Damals waren 45 Millionen Euro eine hohe Summe für Bundesliga-Verhältnisse, und der Umstand, dass er in 90 Matches unter dem taktisch anspruchsvollen Coach Pep Guardiola 25 Treffer erzielte, schien zu bestätigen, dass er für höchstes Niveau taugt. Bloss: Pep Guardiola trennt sich in der Regel nur ungern von Spielern, auf die er dauerhaft setzen will. So gelang es den Bayern durch ihren damaligen Sportdirektor Hasan Salihamidzic, Sané für 52 Millionen Euro zu verpflichten – ein Schnäppchen, wie manche meinten, denn ein Jahr zuvor hatten die Engländer noch mehr als das Doppelte gefordert.

Trainer Kompany formuliert diplomatisch

Seine Verpflichtung war schon damals nicht konfliktfrei. Der Sportchef Salihamidzic war in einem harten Konflikt mit dem Trainer Hansi Flick, der den Klub schliesslich verliess und die deutsche Nationalmannschaft übernahm. Flick hatte intern für Timo Werner geworben, der seiner Vorstellung vom Fussball mehr entsprach als Sané.

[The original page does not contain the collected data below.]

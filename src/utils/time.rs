/// Time utility functions
///
/// All timestamps that leave the process (history rows, request files,
/// listener responses) are RFC 3339 UTC strings with second precision.
use chrono::{DateTime, Utc};

/// Generate current UTC timestamp in RFC 3339 format.
///
/// # Format
/// RFC 3339: "2025-12-17T02:30:00Z"
pub fn now_utc() -> String {
    format_utc(Utc::now())
}

/// Parse RFC 3339 timestamp and convert to UTC DateTime.
pub fn parse_to_utc(timestamp: &str) -> Result<DateTime<Utc>, String> {
    DateTime::parse_from_rfc3339(timestamp)
        .map(|dt| dt.with_timezone(&Utc))
        .map_err(|e| format!("Invalid timestamp '{}': {}", timestamp, e))
}

/// Format DateTime<Utc> to RFC 3339 string.
pub fn format_utc(datetime: DateTime<Utc>) -> String {
    datetime.to_rfc3339_opts(chrono::SecondsFormat::Secs, true)
}

/// Short `YYYY-MM-DD HH:MM` rendering for human-facing listings.
///
/// Falls back to the raw input if it is not a valid timestamp.
pub fn display_minutes(timestamp: &str) -> String {
    parse_to_utc(timestamp)
        .map(|dt| dt.format("%Y-%m-%d %H:%M").to_string())
        .unwrap_or_else(|_| timestamp.to_string())
}
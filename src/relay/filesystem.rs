//! Filesystem Transport
//!
//! Pull-style alternative to the callback listener, used by the `collect`
//! command. The request is written to `pending/<id>.json`; the peer answers by
//! writing `completed/<id>.json`, which is polled at a fixed interval.
//! Everything happens on one execution path, so there is no shared state.

use crate::config::Config;
use crate::error::CheckpointError;
use crate::models::new_request_id;
use crate::utils::time;
use serde::{Deserialize, Serialize};
use std::future::Future;
use std::io::ErrorKind;
use std::path::{Path, PathBuf};
use std::time::{Duration, Instant};

/// What the agent asks for, plus display metadata for the peer.
#[derive(Debug, Clone, Default, Serialize, Deserialize, PartialEq)]
#[serde(rename_all = "camelCase", default)]
pub struct CollectRequest {
    pub project: String,
    pub summary: String,
    pub session_id: Option<String>,
    pub model: Option<String>,
    pub title: Option<String>,
    pub options: Vec<String>,
}

/// `pending/<id>.json`
#[derive(Debug, Serialize)]
#[serde(rename_all = "camelCase")]
struct RequestFile<'a> {
    id: &'a str,
    project: &'a str,
    summary: &'a str,
    created_at: String,
    #[serde(skip_serializing_if = "Option::is_none")]
    session_id: Option<&'a str>,
    #[serde(skip_serializing_if = "Option::is_none")]
    model: Option<&'a str>,
    #[serde(skip_serializing_if = "Option::is_none")]
    title: Option<&'a str>,
    #[serde(skip_serializing_if = "<[String]>::is_empty")]
    options: &'a [String],
}

/// `completed/<id>.json`, written by the peer
#[derive(Debug, Clone, Default, Deserialize, PartialEq)]
#[serde(rename_all = "camelCase", default)]
pub struct ResponseFile {
    pub content: String,
    pub images: Vec<String>,
    pub model: Option<String>,
    pub session_id: Option<String>,
    pub title: Option<String>,
    pub agent_id: Option<String>,
}

/// Result printed by the `collect` command.
#[derive(Debug, Clone, Serialize, Deserialize, PartialEq)]
#[serde(rename_all = "camelCase")]
pub struct FeedbackResult {
    pub content: String,
    pub images: Vec<String>,
    pub timestamp: String,
    pub success: bool,
    pub model: String,
    pub session_id: String,
    pub title: String,
    pub agent_id: String,
}

impl FeedbackResult {
    pub fn from_response(response: ResponseFile) -> Self {
        Self {
            content: response.content,
            images: response.images,
            timestamp: time::now_utc(),
            success: true,
            model: response.model.unwrap_or_default(),
            session_id: response.session_id.unwrap_or_default(),
            title: response.title.unwrap_or_default(),
            agent_id: response.agent_id.unwrap_or_default(),
        }
    }

    /// Empty result reported when no answer arrived.
    pub fn unanswered() -> Self {
        Self {
            content: String::new(),
            images: Vec::new(),
            timestamp: time::now_utc(),
            success: false,
            model: String::new(),
            session_id: String::new(),
            title: String::new(),
            agent_id: String::new(),
        }
    }
}

/// Filesystem request/response exchange.
#[derive(Debug, Clone)]
pub struct FsTransport {
    pending_dir: PathBuf,
    completed_dir: PathBuf,
    poll_interval: Duration,
    deadline: Option<Duration>,
}

impl FsTransport {
    /// Exchange through `<requests_dir>/pending` and `<requests_dir>/completed`.
    pub fn new(requests_dir: impl AsRef<Path>) -> Self {
        let requests_dir = requests_dir.as_ref();
        Self {
            pending_dir: requests_dir.join("pending"),
            completed_dir: requests_dir.join("completed"),
            poll_interval: Duration::from_millis(500),
            deadline: None,
        }
    }

    pub fn from_config(config: &Config) -> Self {
        Self {
            pending_dir: config.pending_dir(),
            completed_dir: config.completed_dir(),
            poll_interval: config.poll_interval(),
            deadline: config.collect_timeout(),
        }
    }

    pub fn with_poll_interval(mut self, interval: Duration) -> Self {
        self.poll_interval = interval;
        self
    }

    /// `None` waits forever.
    pub fn with_deadline(mut self, deadline: Option<Duration>) -> Self {
        self.deadline = deadline;
        self
    }

    pub fn pending_dir(&self) -> &Path {
        &self.pending_dir
    }

    pub fn completed_dir(&self) -> &Path {
        &self.completed_dir
    }

    /// Write the request and wait for the peer's answer.
    pub async fn collect(&self, request: &CollectRequest) -> Result<FeedbackResult, CheckpointError> {
        self.collect_until(request, std::future::pending::<()>())
            .await
    }

    /// Like [`collect`](Self::collect), but `interrupt` completing ends the wait
    /// with [`CheckpointError::Cancelled`]. Both request files are removed on
    /// every outcome.
    pub async fn collect_until<F>(
        &self,
        request: &CollectRequest,
        interrupt: F,
    ) -> Result<FeedbackResult, CheckpointError>
    where
        F: Future,
    {
        let request_id = new_request_id();
        self.write_request(&request_id, request).await?;
        log::info!(
            "Waiting for feedback [{}] in {}",
            short_id(&request_id),
            self.completed_dir.display()
        );

        let outcome = tokio::select! {
            response = self.wait_for_response(&request_id) => response,
            _ = interrupt => {
                log::info!("Feedback wait [{}] interrupted", short_id(&request_id));
                Err(CheckpointError::Cancelled)
            }
        };

        self.cleanup(&request_id).await;
        outcome.map(FeedbackResult::from_response)
    }

    async fn write_request(
        &self,
        request_id: &str,
        request: &CollectRequest,
    ) -> Result<(), CheckpointError> {
        tokio::fs::create_dir_all(&self.pending_dir).await?;
        tokio::fs::create_dir_all(&self.completed_dir).await?;

        let file = RequestFile {
            id: request_id,
            project: &request.project,
            summary: &request.summary,
            created_at: time::now_utc(),
            session_id: request.session_id.as_deref(),
            model: request.model.as_deref(),
            title: request.title.as_deref(),
            options: &request.options,
        };
        let json = serde_json::to_string_pretty(&file)
            .map_err(|e| CheckpointError::MalformedPayload(e.to_string()))?;

        tokio::fs::write(self.pending_path(request_id), json).await?;
        Ok(())
    }

    async fn wait_for_response(&self, request_id: &str) -> Result<ResponseFile, CheckpointError> {
        let path = self.completed_path(request_id);
        let started = Instant::now();
        // The peer may be mid-write; a parse failure only counts once it repeats.
        let mut parse_failures = 0;

        loop {
            match tokio::fs::read_to_string(&path).await {
                Ok(text) => match serde_json::from_str::<ResponseFile>(&text) {
                    Ok(response) => return Ok(response),
                    Err(e) => {
                        parse_failures += 1;
                        if parse_failures > 1 {
                            return Err(CheckpointError::MalformedPayload(format!(
                                "{}: {}",
                                path.display(),
                                e
                            )));
                        }
                    }
                },
                Err(e) if e.kind() == ErrorKind::NotFound => {}
                Err(e) => log::debug!("Cannot read {}: {}", path.display(), e),
            }

            if let Some(deadline) = self.deadline {
                if started.elapsed() >= deadline {
                    return Err(CheckpointError::Timeout(deadline));
                }
            }

            tokio::time::sleep(self.poll_interval).await;
        }
    }

    /// Remove both request files. Failures are logged, never returned.
    async fn cleanup(&self, request_id: &str) {
        for path in [self.pending_path(request_id), self.completed_path(request_id)] {
            match tokio::fs::remove_file(&path).await {
                Ok(()) => {}
                Err(e) if e.kind() == ErrorKind::NotFound => {}
                Err(e) => log::warn!("Failed to remove {}: {}", path.display(), e),
            }
        }
    }

    fn pending_path(&self, request_id: &str) -> PathBuf {
        self.pending_dir.join(format!("{}.json", request_id))
    }

    fn completed_path(&self, request_id: &str) -> PathBuf {
        self.completed_dir.join(format!("{}.json", request_id))
    }
}

fn short_id(request_id: &str) -> &str {
    request_id.get(..8).unwrap_or(request_id)
}

#[cfg(test)]
mod tests {
    use super::*;
    use tempfile::TempDir;

    fn transport(dir: &TempDir) -> FsTransport {
        FsTransport::new(dir.path()).with_poll_interval(Duration::from_millis(20))
    }

    /// Act as the peer: wait for a pending request, answer it with `body`.
    fn answer_with(transport: &FsTransport, body: &'static str) -> tokio::task::JoinHandle<String> {
        let pending = transport.pending_dir().to_path_buf();
        let completed = transport.completed_dir().to_path_buf();
        tokio::spawn(async move {
            loop {
                if let Ok(mut entries) = std::fs::read_dir(&pending) {
                    if let Some(Ok(entry)) = entries.next() {
                        let request = std::fs::read_to_string(entry.path()).unwrap_or_default();
                        // Skip a request file caught mid-write
                        if serde_json::from_str::<serde_json::Value>(&request).is_ok() {
                            std::fs::write(completed.join(entry.file_name()), body).unwrap();
                            return request;
                        }
                    }
                }
                tokio::time::sleep(Duration::from_millis(10)).await;
            }
        })
    }

    fn dir_is_empty(path: &Path) -> bool {
        std::fs::read_dir(path).unwrap().next().is_none()
    }

    #[tokio::test]
    async fn test_collect_reads_response_and_cleans_up() {
        let dir = TempDir::new().unwrap();
        let transport = transport(&dir);
        let peer = answer_with(
            &transport,
            r#"{"content":"looks good","images":["a.png"],"model":"opus","agentId":"swift-wolf-3f2a"}"#,
        );

        let request = CollectRequest {
            project: "/work/app".into(),
            summary: "Refactored the parser".into(),
            options: vec!["Continue".into(), "Stop".into()],
            ..Default::default()
        };
        let result = transport.collect(&request).await.unwrap();

        assert!(result.success);
        assert_eq!(result.content, "looks good");
        assert_eq!(result.images, vec!["a.png".to_string()]);
        assert_eq!(result.agent_id, "swift-wolf-3f2a");
        assert_eq!(result.session_id, "");

        let written: serde_json::Value = serde_json::from_str(&peer.await.unwrap()).unwrap();
        assert_eq!(written["summary"], "Refactored the parser");
        assert_eq!(written["options"], serde_json::json!(["Continue", "Stop"]));
        assert!(written["createdAt"].is_string());
        assert!(written.get("sessionId").is_none());

        assert!(dir_is_empty(transport.pending_dir()));
        assert!(dir_is_empty(transport.completed_dir()));
    }

    #[tokio::test]
    async fn test_collect_times_out() {
        let dir = TempDir::new().unwrap();
        let transport = transport(&dir).with_deadline(Some(Duration::from_millis(100)));

        let started = Instant::now();
        let err = transport
            .collect(&CollectRequest::default())
            .await
            .unwrap_err();

        assert!(matches!(err, CheckpointError::Timeout(_)));
        assert!(started.elapsed() >= Duration::from_millis(100));
        assert!(dir_is_empty(transport.pending_dir()));
    }

    #[tokio::test]
    async fn test_interrupt_cancels_and_cleans_up() {
        let dir = TempDir::new().unwrap();
        let transport = transport(&dir);

        let err = transport
            .collect_until(
                &CollectRequest::default(),
                tokio::time::sleep(Duration::from_millis(50)),
            )
            .await
            .unwrap_err();

        assert!(matches!(err, CheckpointError::Cancelled));
        assert!(dir_is_empty(transport.pending_dir()));
    }

    #[tokio::test]
    async fn test_malformed_response_is_rejected() {
        let dir = TempDir::new().unwrap();
        let transport = transport(&dir);
        let _peer = answer_with(&transport, "not json");

        let err = transport
            .collect(&CollectRequest::default())
            .await
            .unwrap_err();

        assert!(matches!(err, CheckpointError::MalformedPayload(_)));
        assert!(dir_is_empty(transport.completed_dir()));
    }

    #[test]
    fn test_stdin_request_shape() {
        let request: CollectRequest =
            serde_json::from_str(r#"{"summary":"done","sessionId":"s-1","options":["A"]}"#)
                .unwrap();
        assert_eq!(request.session_id.as_deref(), Some("s-1"));
        assert_eq!(request.project, "");
    }

    #[test]
    fn test_feedback_result_wire_format() {
        let json = serde_json::to_value(FeedbackResult::unanswered()).unwrap();
        assert_eq!(json["success"], false);
        assert!(json.get("sessionId").is_some());
        assert!(json.get("agentId").is_some());
    }
}
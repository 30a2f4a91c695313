//! Session helper library
//!
//! Lets an AI agent pause and ask a human for input through an IDE extension,
//! correlating each outgoing request with the answer posted back.

pub mod config;
pub mod error;
pub mod history;
pub mod ipc;
pub mod mcp;
pub mod models;
pub mod relay;
pub mod utils;

pub use error::{CheckpointError, HistoryError};
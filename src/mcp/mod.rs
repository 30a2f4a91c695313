//! MCP (Model Context Protocol) Server Module
//!
//! Exposes the checkpoint relay to an AI agent over stdio. The agent's MCP
//! client launches `session-helper serve` as a subprocess.
//!
//! ## Architecture
//!
//! ```text
//! session-helper process:
//! +-----------------------------------------------------+
//! |                                                     |
//! |  Agent --MCP stdio-->  mcp/server.rs                |
//! |                             |                       |
//! |                             v                       |
//! |                        Dispatcher ---POST /ask---> IDE peer
//! |                             |                       |    |
//! |                     CorrelationTable                |    |
//! |                             ^                       |    |
//! |  [listener thread]          |                       |    |
//! |  ipc/server.rs  <----POST /response-----------------+----+
//! +-----------------------------------------------------+
//! ```
//!
//! ## Available Tools
//!
//! - `io` - Ask the human and wait for the answer
//! - `pause` - Wait until the human clicks Continue
//! - `join` - Register a named agent identity
//! - `recall` - Look up previously registered identities

pub mod server;
pub mod standalone;
pub mod stdio_transport;

pub use server::SessionHelperMcpServer;
pub use standalone::run_mcp_server;

use crate::error::HistoryError;
use rmcp::ErrorData as McpError;

/// MCP error: history store unavailable or failing
pub fn history_error(err: HistoryError) -> McpError {
    match err {
        HistoryError::Disabled => McpError::invalid_request(
            "History store not enabled. \
            Set \"history_enabled\": true in the session-helper config and restart the server."
                .to_string(),
            None,
        ),
        other => McpError::internal_error(format!("History store error: {}", other), None),
    }
}

/// MCP error: invalid payload
pub fn invalid_payload(err: impl std::fmt::Display) -> McpError {
    McpError::invalid_params(
        format!(
            "Invalid payload: {}. Check the tool's parameter schema for required fields.",
            err
        ),
        None,
    )
}
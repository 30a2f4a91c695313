//! Correlation Table
//!
//! Thread-safe map of outstanding request ids to the one-shot channel that
//! wakes the suspended dispatcher. The dispatcher creates and withdraws
//! entries; the callback listener (on its own thread) resolves them. Every
//! path goes through `DashMap::remove`, so for a given id exactly one of
//! {resolve, timeout withdrawal, scan-failure withdrawal} observes the entry;
//! all later attempts see it gone and report "not found".

use dashmap::mapref::entry::Entry;
use dashmap::DashMap;
use std::sync::Arc;
use std::time::Duration;
use tokio::sync::oneshot;

/// How an outstanding request was resolved by the peer.
#[derive(Debug, Clone, PartialEq, Eq)]
pub enum Resolution {
    Answered(String),
    Cancelled,
}

/// Result of waiting on a [`PendingEntry`].
#[derive(Debug, PartialEq, Eq)]
pub enum WaitOutcome {
    Resolved(Resolution),
    /// The deadline elapsed and this waiter withdrew the entry.
    TimedOut,
    /// The entry was dropped without a resolution (table cleared).
    Abandoned,
}

/// Shared request-id → suspension-handle map.
#[derive(Clone, Default)]
pub struct CorrelationTable {
    pending: Arc<DashMap<String, oneshot::Sender<Resolution>>>,
}

impl CorrelationTable {
    pub fn new() -> Self {
        Self {
            pending: Arc::new(DashMap::new()),
        }
    }

    /// Insert a new entry. Returns `None` if the id is already outstanding.
    pub fn register(&self, request_id: &str) -> Option<PendingEntry> {
        match self.pending.entry(request_id.to_string()) {
            Entry::Occupied(_) => None,
            Entry::Vacant(slot) => {
                let (tx, rx) = oneshot::channel();
                slot.insert(tx);
                Some(PendingEntry {
                    request_id: request_id.to_string(),
                    table: self.clone(),
                    receiver: rx,
                })
            }
        }
    }

    /// Remove the entry and wake its waiter.
    ///
    /// Returns false if the id is unknown or already resolved/withdrawn.
    pub fn resolve(&self, request_id: &str, resolution: Resolution) -> bool {
        match self.pending.remove(request_id) {
            Some((_, tx)) => {
                if tx.send(resolution).is_err() {
                    log::debug!("Waiter for {} is gone, resolution dropped", request_id);
                }
                true
            }
            None => false,
        }
    }

    /// Remove the entry without resolving it. Returns false if already gone.
    pub fn withdraw(&self, request_id: &str) -> bool {
        self.pending.remove(request_id).is_some()
    }

    pub fn contains(&self, request_id: &str) -> bool {
        self.pending.contains_key(request_id)
    }

    pub fn len(&self) -> usize {
        self.pending.len()
    }

    pub fn is_empty(&self) -> bool {
        self.pending.is_empty()
    }

    /// Drop every entry; their waiters observe [`WaitOutcome::Abandoned`].
    pub fn clear(&self) {
        self.pending.clear();
    }
}

/// Suspension handle held by the dispatcher for one outstanding request.
///
/// Dropping the handle withdraws the entry if it is still present, so a
/// caller that gives up (e.g. an aborted tool call) never leaks it.
pub struct PendingEntry {
    request_id: String,
    table: CorrelationTable,
    receiver: oneshot::Receiver<Resolution>,
}

impl PendingEntry {
    /// Withdraw the entry (scan failure). Returns false if it was already resolved.
    pub fn withdraw(&self) -> bool {
        self.table.withdraw(&self.request_id)
    }

    /// Wait for the resolution, racing it against `deadline` if one is given.
    pub async fn wait(&mut self, deadline: Option<Duration>) -> WaitOutcome {
        let Some(deadline) = deadline else {
            return Self::outcome((&mut self.receiver).await);
        };

        match tokio::time::timeout(deadline, &mut self.receiver).await {
            Ok(received) => Self::outcome(received),
            Err(_) => {
                if self.table.withdraw(&self.request_id) {
                    WaitOutcome::TimedOut
                } else {
                    // The listener removed the entry first; its send is already in flight.
                    Self::outcome((&mut self.receiver).await)
                }
            }
        }
    }

    fn outcome(received: Result<Resolution, oneshot::error::RecvError>) -> WaitOutcome {
        match received {
            Ok(resolution) => WaitOutcome::Resolved(resolution),
            Err(_) => WaitOutcome::Abandoned,
        }
    }
}

impl Drop for PendingEntry {
    fn drop(&mut self) {
        self.table.withdraw(&self.request_id);
    }
}
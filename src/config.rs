/// Configuration management for the session helper
///
/// Configuration is stored at: `$USER_HOME/.session-helper/config.json`.
/// Every field has a default, so a missing file (or a file naming only a few
/// fields) is valid.
use serde::{Deserialize, Serialize};
use std::fs;
use std::path::{Path, PathBuf};
use std::time::Duration;

/// Default port of the IDE extension when no descriptor file is found
pub const DEFAULT_EXTENSION_PORT: u16 = 23983;

/// First port tried by the callback listener
pub const CALLBACK_PORT_START: u16 = 23984;

/// Name of the directory (under the home dir) holding config, history and request files
const BASE_DIR_NAME: &str = ".session-helper";

/// Name of the port descriptor directory (under the platform temp dir)
const PORT_DIR_NAME: &str = "uio-ports";

fn base_dir() -> PathBuf {
    dirs::home_dir()
        .unwrap_or_else(std::env::temp_dir)
        .join(BASE_DIR_NAME)
}

fn default_port_dir() -> PathBuf {
    std::env::temp_dir().join(PORT_DIR_NAME)
}

fn default_port_file_suffix() -> String {
    ".port".to_string()
}

fn default_extension_port() -> u16 {
    DEFAULT_EXTENSION_PORT
}

fn default_callback_port_start() -> u16 {
    CALLBACK_PORT_START
}

fn default_callback_port_attempts() -> u16 {
    50
}

fn default_attempt_timeout_ms() -> u64 {
    5_000
}

fn default_requests_dir() -> PathBuf {
    base_dir().join("requests")
}

fn default_poll_interval_ms() -> u64 {
    500
}

fn default_history_enabled() -> bool {
    true
}

fn default_history_db() -> PathBuf {
    base_dir().join("sessions.db")
}

/// Runtime configuration
#[derive(Debug, Clone, Serialize, Deserialize, PartialEq)]
pub struct Config {
    /// Directory scanned for peer port descriptor files
    #[serde(default = "default_port_dir")]
    pub port_dir: PathBuf,

    /// Filename suffix of port descriptor files
    #[serde(default = "default_port_file_suffix")]
    pub port_file_suffix: String,

    /// Port used when no descriptor is found
    #[serde(default = "default_extension_port")]
    pub default_extension_port: u16,

    /// First port tried by the callback listener (0 = let the OS choose)
    #[serde(default = "default_callback_port_start")]
    pub callback_port_start: u16,

    /// Number of consecutive ports tried by the callback listener
    #[serde(default = "default_callback_port_attempts")]
    pub callback_port_attempts: u16,

    /// Network timeout of a single candidate attempt, in milliseconds
    #[serde(default = "default_attempt_timeout_ms")]
    pub attempt_timeout_ms: u64,

    /// Deadline for a dispatched request, in seconds (None = wait forever)
    #[serde(default)]
    pub dispatch_timeout_secs: Option<u64>,

    /// Root of the filesystem transport (`pending/` and `completed/` live here)
    #[serde(default = "default_requests_dir")]
    pub requests_dir: PathBuf,

    /// Poll interval of the filesystem transport, in milliseconds
    #[serde(default = "default_poll_interval_ms")]
    pub poll_interval_ms: u64,

    /// Deadline of the filesystem transport, in seconds (0 = wait forever)
    #[serde(default)]
    pub collect_timeout_secs: u64,

    /// Whether request history and agent identities are persisted
    #[serde(default = "default_history_enabled")]
    pub history_enabled: bool,

    /// SQLite database path (or ":memory:")
    #[serde(default = "default_history_db")]
    pub history_db: PathBuf,
}

impl Default for Config {
    fn default() -> Self {
        Self {
            port_dir: default_port_dir(),
            port_file_suffix: default_port_file_suffix(),
            default_extension_port: default_extension_port(),
            callback_port_start: default_callback_port_start(),
            callback_port_attempts: default_callback_port_attempts(),
            attempt_timeout_ms: default_attempt_timeout_ms(),
            dispatch_timeout_secs: None,
            requests_dir: default_requests_dir(),
            poll_interval_ms: default_poll_interval_ms(),
            collect_timeout_secs: 0,
            history_enabled: default_history_enabled(),
            history_db: default_history_db(),
        }
    }
}

impl Config {
    pub fn attempt_timeout(&self) -> Duration {
        Duration::from_millis(self.attempt_timeout_ms)
    }

    pub fn dispatch_timeout(&self) -> Option<Duration> {
        self.dispatch_timeout_secs.map(Duration::from_secs)
    }

    pub fn poll_interval(&self) -> Duration {
        Duration::from_millis(self.poll_interval_ms)
    }

    pub fn collect_timeout(&self) -> Option<Duration> {
        match self.collect_timeout_secs {
            0 => None,
            secs => Some(Duration::from_secs(secs)),
        }
    }

    pub fn pending_dir(&self) -> PathBuf {
        self.requests_dir.join("pending")
    }

    pub fn completed_dir(&self) -> PathBuf {
        self.requests_dir.join("completed")
    }
}

/// Get the path to the config file
///
/// Returns: `$USER_HOME/.session-helper/config.json`
/// Respects `SESSION_HELPER_CONFIG_PATH` environment variable for testing.
pub fn get_config_path() -> PathBuf {
    if let Ok(path) = std::env::var("SESSION_HELPER_CONFIG_PATH") {
        return PathBuf::from(path);
    }
    base_dir().join("config.json")
}

/// Load configuration from `path`, falling back to defaults when the file is absent.
pub fn load_config_from(path: &Path) -> Result<Config, String> {
    if !path.exists() {
        return Ok(Config::default());
    }

    let content = fs::read_to_string(path)
        .map_err(|e| format!("Failed to read config file {}: {}", path.display(), e))?;

    serde_json::from_str(&content)
        .map_err(|e| format!("Failed to parse config file {}: {}", path.display(), e))
}
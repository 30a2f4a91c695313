mod agent;
mod request;
mod segment;

pub use agent::{generate_friendly_name, AgentIdentity, AgentRegistration};
pub use request::{new_request_id, Request, RequestStatus, Response};
pub use segment::Segment;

Jüngst wurde Vincent Kompany, der Bayern-Trainer, gefragt, wie er die Entwicklung von Sané bewerte. Kompany, ein smarter Zeitgenosse, gab sein Bestes und sprach von den Flügelspielern, die es gut gemacht hätten. Sané sei einer von ihnen, und wenn Sané zufrieden sei, dann sehe es jeder. Zudem habe er sehr viel Erfahrung, deshalb würde er in Zukunft noch wichtig werden. Es klingt durchaus freundlich, aber keineswegs so, als wäre der Mann mit der scheinbar ewig grossen Zukunft unersetzlich.